- **DIRECTIONS**: All lines between the start of the listing below and the line containing "to the database protocol", inclusive, must be repeated exactly.
===
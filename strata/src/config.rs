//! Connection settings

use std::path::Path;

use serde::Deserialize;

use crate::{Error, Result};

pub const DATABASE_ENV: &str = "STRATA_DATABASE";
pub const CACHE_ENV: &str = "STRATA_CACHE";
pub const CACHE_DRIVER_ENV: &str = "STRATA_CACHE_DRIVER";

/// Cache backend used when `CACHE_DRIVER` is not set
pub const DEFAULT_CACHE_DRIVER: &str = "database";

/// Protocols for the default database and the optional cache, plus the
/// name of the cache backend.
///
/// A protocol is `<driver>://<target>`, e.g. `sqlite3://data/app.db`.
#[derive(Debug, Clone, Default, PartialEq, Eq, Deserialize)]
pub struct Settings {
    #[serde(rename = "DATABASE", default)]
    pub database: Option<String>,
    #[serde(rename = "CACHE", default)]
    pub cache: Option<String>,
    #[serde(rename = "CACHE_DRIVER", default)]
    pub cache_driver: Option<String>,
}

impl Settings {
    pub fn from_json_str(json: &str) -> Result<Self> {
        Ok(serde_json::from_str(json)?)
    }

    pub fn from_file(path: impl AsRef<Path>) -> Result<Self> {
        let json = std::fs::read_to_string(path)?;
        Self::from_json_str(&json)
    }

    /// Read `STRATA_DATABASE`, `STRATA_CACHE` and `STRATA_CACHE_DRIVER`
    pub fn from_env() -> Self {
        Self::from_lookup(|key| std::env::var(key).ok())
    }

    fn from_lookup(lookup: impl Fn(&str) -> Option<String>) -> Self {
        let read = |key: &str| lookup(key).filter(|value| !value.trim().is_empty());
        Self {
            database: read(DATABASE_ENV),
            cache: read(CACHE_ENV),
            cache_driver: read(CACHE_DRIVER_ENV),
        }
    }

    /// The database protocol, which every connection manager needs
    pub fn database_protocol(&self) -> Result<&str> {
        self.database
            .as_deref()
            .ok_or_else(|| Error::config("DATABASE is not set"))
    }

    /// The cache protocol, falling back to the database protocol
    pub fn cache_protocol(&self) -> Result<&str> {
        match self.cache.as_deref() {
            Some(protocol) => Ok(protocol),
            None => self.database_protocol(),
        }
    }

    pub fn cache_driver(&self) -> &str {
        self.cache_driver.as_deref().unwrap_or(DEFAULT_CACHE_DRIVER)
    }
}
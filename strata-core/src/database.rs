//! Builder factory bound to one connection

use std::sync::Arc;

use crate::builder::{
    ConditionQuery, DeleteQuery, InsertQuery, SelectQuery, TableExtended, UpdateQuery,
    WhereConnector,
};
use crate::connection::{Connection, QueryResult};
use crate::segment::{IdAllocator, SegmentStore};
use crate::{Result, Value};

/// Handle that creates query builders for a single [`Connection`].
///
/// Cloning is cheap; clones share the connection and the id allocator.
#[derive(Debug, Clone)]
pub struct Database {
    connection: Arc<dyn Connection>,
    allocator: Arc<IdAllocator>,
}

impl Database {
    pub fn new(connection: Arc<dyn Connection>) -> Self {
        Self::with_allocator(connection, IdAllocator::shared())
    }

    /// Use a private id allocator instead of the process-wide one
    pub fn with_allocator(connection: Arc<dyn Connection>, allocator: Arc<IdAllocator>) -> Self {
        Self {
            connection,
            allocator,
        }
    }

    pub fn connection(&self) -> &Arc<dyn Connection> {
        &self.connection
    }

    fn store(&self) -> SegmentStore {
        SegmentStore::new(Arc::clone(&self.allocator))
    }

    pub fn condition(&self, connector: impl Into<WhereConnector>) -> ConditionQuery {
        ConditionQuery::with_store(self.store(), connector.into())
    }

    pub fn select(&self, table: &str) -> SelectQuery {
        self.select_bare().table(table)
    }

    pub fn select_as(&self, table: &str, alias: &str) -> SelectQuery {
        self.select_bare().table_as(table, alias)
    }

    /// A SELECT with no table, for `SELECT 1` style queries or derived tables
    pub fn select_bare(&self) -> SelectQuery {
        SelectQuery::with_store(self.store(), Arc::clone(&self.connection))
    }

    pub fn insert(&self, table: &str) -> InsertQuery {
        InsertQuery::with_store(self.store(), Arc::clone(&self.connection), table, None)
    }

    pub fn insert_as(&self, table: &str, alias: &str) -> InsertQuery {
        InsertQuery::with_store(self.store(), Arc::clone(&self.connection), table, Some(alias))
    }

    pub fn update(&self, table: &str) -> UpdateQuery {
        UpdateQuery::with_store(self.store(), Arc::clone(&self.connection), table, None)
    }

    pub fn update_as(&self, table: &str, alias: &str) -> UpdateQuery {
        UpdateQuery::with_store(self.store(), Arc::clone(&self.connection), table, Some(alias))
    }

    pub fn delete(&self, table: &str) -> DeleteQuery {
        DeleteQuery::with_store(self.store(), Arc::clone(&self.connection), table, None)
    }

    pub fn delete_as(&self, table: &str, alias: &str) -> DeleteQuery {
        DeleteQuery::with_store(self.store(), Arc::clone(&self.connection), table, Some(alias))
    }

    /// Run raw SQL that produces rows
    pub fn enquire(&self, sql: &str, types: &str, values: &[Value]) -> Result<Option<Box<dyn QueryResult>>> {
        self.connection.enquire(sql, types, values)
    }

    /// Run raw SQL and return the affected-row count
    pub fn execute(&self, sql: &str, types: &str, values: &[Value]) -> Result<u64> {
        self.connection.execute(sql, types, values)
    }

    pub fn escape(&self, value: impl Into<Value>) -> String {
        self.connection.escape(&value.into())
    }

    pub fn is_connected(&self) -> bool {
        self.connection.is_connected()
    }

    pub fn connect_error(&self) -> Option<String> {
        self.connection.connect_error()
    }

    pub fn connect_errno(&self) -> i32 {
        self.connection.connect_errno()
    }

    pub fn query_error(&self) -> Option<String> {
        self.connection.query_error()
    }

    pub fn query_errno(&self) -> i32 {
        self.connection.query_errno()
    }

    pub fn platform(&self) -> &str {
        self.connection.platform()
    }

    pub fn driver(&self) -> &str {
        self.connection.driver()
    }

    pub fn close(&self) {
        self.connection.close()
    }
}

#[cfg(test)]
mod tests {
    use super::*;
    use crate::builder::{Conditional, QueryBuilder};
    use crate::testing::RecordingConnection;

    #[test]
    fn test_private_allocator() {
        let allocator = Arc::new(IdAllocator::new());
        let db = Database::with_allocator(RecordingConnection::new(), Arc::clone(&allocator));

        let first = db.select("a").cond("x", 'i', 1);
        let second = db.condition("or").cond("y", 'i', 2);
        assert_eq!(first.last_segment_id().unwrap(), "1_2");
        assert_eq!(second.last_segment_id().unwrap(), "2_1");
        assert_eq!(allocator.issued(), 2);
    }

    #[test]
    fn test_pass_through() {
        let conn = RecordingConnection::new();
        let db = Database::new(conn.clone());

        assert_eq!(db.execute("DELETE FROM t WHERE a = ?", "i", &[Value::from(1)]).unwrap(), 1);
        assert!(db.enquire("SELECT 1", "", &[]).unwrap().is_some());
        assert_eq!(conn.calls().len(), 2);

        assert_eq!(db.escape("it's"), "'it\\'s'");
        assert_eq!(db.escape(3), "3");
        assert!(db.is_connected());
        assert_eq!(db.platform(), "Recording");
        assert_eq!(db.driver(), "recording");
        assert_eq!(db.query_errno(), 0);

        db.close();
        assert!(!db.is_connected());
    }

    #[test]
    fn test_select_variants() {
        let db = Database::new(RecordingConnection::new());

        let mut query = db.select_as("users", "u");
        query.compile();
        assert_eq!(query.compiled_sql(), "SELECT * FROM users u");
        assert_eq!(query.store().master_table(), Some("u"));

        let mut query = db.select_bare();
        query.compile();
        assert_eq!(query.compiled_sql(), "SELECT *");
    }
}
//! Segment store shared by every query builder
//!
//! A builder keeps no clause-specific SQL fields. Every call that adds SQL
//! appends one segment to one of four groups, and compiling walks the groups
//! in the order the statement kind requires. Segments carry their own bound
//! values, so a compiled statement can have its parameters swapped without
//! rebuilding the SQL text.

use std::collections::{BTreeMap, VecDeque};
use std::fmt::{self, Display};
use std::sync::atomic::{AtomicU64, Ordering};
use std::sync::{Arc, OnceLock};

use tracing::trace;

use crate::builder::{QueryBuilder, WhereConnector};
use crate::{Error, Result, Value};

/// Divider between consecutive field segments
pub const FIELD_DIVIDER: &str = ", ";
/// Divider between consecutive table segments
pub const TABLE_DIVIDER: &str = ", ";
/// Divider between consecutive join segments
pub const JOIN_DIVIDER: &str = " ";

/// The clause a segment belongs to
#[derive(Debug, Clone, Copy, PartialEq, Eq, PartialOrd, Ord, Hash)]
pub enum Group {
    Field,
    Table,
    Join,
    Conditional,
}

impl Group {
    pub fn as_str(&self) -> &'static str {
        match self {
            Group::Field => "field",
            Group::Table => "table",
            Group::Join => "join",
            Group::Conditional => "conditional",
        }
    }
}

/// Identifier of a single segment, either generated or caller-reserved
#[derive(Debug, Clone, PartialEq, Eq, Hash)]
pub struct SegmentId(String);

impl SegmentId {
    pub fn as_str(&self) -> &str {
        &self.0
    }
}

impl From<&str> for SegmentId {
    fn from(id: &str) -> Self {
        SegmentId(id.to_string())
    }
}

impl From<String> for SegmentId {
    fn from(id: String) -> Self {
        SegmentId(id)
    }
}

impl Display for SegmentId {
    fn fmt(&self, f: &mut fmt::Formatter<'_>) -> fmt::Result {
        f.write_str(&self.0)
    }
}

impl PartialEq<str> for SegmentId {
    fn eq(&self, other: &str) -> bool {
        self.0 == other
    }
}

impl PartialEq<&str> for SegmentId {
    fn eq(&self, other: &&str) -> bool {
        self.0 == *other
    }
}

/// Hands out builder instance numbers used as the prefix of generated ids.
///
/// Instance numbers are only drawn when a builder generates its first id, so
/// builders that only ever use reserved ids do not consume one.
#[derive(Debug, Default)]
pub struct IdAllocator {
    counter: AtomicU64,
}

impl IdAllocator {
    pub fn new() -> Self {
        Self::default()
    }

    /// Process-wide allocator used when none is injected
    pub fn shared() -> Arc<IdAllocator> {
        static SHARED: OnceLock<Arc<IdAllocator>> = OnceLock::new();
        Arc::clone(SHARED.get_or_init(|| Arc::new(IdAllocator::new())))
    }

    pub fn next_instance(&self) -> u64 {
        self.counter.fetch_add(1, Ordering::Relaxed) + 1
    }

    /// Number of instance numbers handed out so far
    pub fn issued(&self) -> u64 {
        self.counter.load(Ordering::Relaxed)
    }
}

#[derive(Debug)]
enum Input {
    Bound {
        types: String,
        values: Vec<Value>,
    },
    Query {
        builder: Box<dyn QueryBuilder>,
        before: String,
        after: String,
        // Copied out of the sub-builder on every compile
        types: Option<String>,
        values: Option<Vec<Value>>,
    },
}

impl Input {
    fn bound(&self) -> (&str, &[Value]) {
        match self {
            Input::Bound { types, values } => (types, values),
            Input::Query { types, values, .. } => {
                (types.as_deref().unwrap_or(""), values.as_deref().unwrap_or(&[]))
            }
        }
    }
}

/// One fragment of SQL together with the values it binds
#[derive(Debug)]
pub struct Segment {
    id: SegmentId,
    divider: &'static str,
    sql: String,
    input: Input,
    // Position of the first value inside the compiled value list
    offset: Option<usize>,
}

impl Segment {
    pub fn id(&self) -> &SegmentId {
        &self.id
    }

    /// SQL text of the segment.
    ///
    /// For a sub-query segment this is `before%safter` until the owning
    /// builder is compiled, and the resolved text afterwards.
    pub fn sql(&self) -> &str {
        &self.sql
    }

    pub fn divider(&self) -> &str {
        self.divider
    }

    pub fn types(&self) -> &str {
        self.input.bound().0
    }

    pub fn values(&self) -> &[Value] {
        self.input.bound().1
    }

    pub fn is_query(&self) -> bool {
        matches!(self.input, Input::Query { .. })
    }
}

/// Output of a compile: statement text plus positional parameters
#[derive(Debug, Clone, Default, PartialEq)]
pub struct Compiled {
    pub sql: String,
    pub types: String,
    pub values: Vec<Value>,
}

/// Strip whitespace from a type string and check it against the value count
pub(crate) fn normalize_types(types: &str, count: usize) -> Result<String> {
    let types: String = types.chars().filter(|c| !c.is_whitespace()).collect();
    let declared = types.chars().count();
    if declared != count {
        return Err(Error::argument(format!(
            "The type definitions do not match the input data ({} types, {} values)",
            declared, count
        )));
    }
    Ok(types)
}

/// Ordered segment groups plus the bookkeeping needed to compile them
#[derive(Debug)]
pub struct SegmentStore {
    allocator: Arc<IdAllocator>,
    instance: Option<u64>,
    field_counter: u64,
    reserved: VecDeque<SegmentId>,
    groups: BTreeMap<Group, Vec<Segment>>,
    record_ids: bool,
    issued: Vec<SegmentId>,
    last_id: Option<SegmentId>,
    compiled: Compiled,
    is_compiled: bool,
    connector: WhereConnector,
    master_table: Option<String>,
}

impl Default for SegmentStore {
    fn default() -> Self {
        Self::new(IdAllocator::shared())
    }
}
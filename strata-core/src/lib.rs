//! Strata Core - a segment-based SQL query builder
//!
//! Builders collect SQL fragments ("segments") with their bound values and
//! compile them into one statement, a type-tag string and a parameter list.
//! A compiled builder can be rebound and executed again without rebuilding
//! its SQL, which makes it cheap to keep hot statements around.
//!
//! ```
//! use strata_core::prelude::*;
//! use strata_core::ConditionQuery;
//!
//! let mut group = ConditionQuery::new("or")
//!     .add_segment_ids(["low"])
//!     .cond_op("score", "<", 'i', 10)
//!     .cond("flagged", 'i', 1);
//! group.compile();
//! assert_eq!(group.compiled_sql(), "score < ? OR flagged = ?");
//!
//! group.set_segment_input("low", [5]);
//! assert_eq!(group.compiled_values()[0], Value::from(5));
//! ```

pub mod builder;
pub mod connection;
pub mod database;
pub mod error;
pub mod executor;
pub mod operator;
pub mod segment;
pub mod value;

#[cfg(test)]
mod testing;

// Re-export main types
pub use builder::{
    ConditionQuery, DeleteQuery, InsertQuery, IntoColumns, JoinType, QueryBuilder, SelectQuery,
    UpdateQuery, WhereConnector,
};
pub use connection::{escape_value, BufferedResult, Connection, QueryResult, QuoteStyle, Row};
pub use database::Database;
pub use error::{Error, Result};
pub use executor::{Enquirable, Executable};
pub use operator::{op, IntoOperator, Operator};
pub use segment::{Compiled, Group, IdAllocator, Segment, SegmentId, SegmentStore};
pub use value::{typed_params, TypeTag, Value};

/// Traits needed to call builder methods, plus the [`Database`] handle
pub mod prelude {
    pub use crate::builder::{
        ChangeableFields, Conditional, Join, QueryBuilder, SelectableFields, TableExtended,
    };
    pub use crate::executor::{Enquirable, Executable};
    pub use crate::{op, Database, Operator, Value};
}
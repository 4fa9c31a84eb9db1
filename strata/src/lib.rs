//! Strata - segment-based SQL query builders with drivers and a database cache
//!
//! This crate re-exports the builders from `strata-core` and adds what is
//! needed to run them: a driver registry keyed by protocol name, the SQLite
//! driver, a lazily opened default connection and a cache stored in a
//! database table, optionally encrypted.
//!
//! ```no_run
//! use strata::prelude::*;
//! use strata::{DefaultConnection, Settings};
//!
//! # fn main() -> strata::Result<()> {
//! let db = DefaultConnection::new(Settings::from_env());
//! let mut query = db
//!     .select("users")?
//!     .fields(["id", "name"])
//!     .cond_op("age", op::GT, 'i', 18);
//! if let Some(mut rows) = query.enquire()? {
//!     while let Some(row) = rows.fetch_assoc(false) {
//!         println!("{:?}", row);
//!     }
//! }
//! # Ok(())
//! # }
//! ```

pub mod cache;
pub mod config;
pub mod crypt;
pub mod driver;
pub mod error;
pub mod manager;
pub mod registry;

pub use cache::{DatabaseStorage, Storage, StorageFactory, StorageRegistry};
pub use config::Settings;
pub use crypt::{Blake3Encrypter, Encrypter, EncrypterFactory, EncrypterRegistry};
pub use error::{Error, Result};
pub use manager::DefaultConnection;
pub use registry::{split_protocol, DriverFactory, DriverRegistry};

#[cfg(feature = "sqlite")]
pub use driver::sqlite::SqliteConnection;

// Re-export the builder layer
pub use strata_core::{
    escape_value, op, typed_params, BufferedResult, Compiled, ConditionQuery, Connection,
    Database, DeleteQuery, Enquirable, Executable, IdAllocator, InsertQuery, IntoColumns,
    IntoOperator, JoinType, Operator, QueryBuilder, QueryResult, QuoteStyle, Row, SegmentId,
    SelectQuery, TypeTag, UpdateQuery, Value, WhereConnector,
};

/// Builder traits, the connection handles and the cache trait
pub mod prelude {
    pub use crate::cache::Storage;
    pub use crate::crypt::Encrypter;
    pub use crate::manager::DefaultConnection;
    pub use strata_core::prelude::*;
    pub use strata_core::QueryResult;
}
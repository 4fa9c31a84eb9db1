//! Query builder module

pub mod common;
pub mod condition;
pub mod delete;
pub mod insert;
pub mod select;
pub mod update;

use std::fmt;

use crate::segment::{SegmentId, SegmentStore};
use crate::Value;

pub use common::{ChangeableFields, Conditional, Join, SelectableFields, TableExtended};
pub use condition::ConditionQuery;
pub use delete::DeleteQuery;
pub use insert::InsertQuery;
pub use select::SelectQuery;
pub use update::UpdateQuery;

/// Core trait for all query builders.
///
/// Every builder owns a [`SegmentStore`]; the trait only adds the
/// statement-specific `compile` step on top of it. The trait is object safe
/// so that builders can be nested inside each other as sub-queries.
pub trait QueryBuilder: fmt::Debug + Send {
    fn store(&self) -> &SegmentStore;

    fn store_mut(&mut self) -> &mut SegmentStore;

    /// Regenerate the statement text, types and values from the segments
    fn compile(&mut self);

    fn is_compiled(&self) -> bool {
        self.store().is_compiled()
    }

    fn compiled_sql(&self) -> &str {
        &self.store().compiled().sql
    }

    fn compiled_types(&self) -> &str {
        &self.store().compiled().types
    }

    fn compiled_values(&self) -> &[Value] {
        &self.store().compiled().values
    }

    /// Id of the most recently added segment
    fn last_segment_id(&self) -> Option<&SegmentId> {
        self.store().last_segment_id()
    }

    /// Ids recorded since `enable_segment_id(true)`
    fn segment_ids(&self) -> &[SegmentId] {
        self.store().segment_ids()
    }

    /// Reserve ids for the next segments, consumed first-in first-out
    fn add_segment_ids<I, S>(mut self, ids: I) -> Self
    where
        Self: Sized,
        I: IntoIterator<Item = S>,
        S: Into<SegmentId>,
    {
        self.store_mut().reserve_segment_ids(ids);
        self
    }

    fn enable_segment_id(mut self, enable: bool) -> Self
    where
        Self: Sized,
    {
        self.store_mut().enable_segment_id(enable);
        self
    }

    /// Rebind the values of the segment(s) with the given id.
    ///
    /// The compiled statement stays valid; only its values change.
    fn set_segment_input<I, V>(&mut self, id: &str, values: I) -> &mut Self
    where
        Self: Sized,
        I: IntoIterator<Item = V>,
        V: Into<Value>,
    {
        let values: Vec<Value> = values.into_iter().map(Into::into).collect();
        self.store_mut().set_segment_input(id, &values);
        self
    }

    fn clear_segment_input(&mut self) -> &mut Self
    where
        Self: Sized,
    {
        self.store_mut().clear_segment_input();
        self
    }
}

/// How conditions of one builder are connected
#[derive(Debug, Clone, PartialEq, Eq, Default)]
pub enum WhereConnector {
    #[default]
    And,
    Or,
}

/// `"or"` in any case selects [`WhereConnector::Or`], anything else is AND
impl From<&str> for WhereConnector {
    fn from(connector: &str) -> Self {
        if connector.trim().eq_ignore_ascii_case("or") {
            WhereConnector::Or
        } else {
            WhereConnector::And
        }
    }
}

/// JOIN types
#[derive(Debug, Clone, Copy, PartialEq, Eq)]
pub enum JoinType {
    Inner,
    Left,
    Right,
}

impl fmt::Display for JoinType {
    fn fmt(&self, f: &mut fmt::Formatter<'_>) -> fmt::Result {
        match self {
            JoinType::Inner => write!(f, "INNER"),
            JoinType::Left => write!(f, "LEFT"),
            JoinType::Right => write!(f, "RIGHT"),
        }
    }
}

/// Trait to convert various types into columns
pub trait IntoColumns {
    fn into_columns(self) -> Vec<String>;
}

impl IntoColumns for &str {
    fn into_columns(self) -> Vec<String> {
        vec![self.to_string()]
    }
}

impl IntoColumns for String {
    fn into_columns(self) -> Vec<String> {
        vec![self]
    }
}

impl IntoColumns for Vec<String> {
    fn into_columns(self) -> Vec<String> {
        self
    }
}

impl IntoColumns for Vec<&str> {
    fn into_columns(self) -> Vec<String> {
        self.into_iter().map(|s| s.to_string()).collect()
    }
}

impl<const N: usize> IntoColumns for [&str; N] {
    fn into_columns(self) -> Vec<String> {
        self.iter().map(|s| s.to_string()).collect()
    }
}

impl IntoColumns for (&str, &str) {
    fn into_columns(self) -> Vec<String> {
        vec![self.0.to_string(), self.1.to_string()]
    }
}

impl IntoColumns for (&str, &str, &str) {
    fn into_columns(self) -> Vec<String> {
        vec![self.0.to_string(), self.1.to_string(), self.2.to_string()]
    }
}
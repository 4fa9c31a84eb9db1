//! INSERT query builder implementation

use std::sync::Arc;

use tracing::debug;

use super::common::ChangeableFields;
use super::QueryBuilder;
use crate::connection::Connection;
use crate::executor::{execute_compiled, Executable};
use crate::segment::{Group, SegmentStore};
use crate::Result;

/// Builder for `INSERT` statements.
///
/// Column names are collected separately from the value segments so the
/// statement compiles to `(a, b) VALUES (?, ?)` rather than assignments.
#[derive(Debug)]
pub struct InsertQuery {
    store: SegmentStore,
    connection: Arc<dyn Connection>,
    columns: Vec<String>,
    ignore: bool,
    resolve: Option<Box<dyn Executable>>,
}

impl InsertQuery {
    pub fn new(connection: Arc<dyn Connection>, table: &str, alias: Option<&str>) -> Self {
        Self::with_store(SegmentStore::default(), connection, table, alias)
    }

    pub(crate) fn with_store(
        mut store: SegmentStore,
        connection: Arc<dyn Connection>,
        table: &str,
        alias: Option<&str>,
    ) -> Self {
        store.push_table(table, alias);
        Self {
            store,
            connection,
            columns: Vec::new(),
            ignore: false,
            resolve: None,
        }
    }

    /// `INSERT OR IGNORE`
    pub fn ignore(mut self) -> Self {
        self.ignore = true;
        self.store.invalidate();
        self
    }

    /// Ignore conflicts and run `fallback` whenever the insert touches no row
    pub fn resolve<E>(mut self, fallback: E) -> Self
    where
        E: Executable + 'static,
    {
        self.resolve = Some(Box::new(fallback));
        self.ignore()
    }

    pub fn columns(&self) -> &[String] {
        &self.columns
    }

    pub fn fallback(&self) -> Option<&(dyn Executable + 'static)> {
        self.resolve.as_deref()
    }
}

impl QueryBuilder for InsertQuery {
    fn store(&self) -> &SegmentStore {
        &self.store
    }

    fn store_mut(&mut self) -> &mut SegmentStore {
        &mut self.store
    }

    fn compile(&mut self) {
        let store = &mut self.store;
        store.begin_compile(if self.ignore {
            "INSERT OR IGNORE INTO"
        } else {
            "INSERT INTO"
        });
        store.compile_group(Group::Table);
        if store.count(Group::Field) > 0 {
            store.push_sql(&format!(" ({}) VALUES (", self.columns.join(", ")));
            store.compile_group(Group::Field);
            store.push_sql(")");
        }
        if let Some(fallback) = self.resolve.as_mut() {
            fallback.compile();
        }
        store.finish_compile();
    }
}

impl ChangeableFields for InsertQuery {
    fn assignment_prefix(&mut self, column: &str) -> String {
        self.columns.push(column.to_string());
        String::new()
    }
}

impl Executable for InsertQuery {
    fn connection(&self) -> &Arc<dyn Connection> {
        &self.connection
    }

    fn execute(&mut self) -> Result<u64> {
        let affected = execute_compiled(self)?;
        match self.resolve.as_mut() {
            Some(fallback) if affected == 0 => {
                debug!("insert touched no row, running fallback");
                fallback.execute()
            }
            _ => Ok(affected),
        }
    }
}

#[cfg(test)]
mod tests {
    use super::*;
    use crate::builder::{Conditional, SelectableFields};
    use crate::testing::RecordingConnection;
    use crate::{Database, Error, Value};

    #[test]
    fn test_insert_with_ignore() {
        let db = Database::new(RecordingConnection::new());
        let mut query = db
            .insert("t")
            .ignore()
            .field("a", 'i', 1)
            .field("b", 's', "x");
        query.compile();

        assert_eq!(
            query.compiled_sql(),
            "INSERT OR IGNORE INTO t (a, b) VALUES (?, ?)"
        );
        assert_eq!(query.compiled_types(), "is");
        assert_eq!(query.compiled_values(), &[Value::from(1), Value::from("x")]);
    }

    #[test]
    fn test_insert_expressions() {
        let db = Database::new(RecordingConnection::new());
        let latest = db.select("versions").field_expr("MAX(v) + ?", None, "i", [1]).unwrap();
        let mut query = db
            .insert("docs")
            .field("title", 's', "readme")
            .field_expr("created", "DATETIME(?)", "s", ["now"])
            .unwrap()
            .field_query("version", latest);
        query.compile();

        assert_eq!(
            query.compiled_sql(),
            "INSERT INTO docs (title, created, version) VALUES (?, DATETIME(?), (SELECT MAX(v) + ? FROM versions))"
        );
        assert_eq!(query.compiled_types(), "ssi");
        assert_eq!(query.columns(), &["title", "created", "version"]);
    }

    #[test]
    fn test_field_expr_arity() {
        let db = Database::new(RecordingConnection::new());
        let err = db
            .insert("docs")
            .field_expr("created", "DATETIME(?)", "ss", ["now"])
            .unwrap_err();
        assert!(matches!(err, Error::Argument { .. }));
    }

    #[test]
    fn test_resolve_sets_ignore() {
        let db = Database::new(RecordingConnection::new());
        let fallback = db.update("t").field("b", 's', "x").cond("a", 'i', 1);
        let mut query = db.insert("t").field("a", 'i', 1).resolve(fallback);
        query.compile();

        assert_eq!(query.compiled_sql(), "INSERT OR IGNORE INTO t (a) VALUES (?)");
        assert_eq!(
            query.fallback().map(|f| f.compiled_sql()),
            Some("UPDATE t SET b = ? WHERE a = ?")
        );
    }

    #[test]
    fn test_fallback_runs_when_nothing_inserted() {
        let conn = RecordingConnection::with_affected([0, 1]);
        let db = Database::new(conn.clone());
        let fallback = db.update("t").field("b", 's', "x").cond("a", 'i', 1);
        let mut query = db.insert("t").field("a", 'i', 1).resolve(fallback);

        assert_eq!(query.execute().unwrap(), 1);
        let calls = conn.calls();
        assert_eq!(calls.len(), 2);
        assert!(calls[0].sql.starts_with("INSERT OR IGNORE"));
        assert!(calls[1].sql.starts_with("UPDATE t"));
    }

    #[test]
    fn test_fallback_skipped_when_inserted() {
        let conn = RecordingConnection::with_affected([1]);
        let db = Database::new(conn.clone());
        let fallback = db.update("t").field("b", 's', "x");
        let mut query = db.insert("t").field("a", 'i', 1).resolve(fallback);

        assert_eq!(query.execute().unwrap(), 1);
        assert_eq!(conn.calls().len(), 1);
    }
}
===
- **ANSWER SPACE**:
filename strata/src/config.rs
//! Connection settings

use std::path::Path;

use serde::Deserialize;

use crate::{Error, Result};

pub const DATABASE_ENV: &str = "STRATA_DATABASE";
pub const CACHE_ENV: &str = "STRATA_CACHE";
pub const CACHE_DRIVER_ENV: &str = "STRATA_CACHE_DRIVER";

/// Cache backend used when `CACHE_DRIVER` is not set
pub const DEFAULT_CACHE_DRIVER: &str = "database";

/// Protocols for the default database and the optional cache, plus the
/// name of the cache backend.
///
/// A protocol is `<driver>://<target>`, e.g. `sqlite3://data/app.db`.
#[derive(Debug, Clone, Default, PartialEq, Eq, Deserialize)]
pub struct Settings {
    #[serde(rename = "DATABASE", default)]
    pub database: Option<String>,
    #[serde(rename = "CACHE", default)]
    pub cache: Option<String>,
    #[serde(rename = "CACHE_DRIVER", default)]
    pub cache_driver: Option<String>,
}

impl Settings {
    pub fn from_json_str(json: &str) -> Result<Self> {
        Ok(serde_json::from_str(json)?)
    }

    pub fn from_file(path: impl AsRef<Path>) -> Result<Self> {
        let json = std::fs::read_to_string(path)?;
        Self::from_json_str(&json)
    }

    /// Read `STRATA_DATABASE`, `STRATA_CACHE` and `STRATA_CACHE_DRIVER`
    pub fn from_env() -> Self {
        Self::from_lookup(|key| std::env::var(key).ok())
    }

    fn from_lookup(lookup: impl Fn(&str) -> Option<String>) -> Self {
        let read = |key: &str| lookup(key).filter(|value| !value.trim().is_empty());
        Self {
            database: read(DATABASE_ENV),
            cache: read(CACHE_ENV),
            cache_driver: read(CACHE_DRIVER_ENV),
        }
    }

    /// The database protocol, which every connection manager needs
    pub fn database_protocol(&self) -> Result<&str> {
        self.database
            .as_deref()
            .ok_or_else(|| Error::config("DATABASE is not set"))
    }

    /// The cache protocol, falling back to the database protocol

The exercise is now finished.